■ Exercise prompt ■
Begin with the first line of the entries below. Copy each line exactly, stopping after the one that contains "board_type TEXT NOT".

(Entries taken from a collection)
______________________________
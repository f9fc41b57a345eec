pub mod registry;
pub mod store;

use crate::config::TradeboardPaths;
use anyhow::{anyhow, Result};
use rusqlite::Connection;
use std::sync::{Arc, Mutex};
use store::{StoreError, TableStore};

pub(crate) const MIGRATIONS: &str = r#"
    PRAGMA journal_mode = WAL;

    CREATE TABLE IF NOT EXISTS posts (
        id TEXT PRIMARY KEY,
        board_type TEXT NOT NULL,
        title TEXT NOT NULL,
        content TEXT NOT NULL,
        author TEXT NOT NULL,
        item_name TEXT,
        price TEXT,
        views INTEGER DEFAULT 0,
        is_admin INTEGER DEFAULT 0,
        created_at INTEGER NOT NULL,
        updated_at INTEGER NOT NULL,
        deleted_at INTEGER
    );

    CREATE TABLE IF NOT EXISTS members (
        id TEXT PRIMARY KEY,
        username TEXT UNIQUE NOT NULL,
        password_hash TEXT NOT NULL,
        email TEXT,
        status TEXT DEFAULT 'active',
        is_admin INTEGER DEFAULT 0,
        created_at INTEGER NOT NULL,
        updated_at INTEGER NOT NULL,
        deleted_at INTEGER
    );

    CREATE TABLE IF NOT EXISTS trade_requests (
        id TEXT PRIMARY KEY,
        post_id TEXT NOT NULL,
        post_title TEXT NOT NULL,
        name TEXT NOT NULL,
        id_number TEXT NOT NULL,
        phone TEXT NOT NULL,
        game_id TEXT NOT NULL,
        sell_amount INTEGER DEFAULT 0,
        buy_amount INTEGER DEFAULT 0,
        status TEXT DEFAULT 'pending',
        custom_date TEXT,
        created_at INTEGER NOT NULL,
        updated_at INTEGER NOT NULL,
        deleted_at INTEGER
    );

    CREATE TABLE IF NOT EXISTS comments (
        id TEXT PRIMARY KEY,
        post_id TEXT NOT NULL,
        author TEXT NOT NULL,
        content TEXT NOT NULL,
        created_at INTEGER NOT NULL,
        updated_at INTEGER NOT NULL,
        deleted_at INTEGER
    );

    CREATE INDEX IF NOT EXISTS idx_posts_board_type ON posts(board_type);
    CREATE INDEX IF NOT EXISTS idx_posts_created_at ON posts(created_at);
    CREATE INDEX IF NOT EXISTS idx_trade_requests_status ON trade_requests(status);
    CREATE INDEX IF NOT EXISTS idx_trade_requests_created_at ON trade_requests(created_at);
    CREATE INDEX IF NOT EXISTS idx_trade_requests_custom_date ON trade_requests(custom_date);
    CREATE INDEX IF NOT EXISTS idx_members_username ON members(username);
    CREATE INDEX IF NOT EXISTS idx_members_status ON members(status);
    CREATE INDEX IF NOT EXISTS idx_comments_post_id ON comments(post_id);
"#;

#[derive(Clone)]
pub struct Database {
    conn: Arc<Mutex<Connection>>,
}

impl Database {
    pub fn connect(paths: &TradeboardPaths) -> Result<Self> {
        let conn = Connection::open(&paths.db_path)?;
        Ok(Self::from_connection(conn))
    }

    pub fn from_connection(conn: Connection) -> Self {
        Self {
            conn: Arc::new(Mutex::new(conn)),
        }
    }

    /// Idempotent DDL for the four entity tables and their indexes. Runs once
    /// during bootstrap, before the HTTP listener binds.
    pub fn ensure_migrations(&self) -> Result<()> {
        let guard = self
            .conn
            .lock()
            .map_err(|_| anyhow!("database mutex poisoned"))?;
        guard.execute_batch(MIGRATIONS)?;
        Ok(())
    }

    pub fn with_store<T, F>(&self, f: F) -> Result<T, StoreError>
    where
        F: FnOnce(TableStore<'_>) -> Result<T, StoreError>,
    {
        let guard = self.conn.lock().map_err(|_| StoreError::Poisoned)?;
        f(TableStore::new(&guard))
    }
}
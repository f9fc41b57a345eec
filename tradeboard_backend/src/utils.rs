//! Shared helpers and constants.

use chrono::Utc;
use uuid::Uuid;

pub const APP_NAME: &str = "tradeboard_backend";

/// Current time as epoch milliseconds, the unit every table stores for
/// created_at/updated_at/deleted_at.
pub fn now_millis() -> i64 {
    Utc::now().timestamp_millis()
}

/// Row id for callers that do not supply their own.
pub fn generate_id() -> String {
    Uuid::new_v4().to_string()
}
______________________________
■ Task result ■
repository f9fc41b57a345eec
pub mod registry;
pub mod store;

use crate::config::TradeboardPaths;
use anyhow::{anyhow, Result};
use rusqlite::Connection;
use std::sync::{Arc, Mutex};
use store::{StoreError, TableStore};

pub(crate) const MIGRATIONS: &str = r#"
    PRAGMA journal_mode = WAL;

    CREATE TABLE IF NOT EXISTS posts (
        id TEXT PRIMARY KEY,
        board_type TEXT NOT NULL,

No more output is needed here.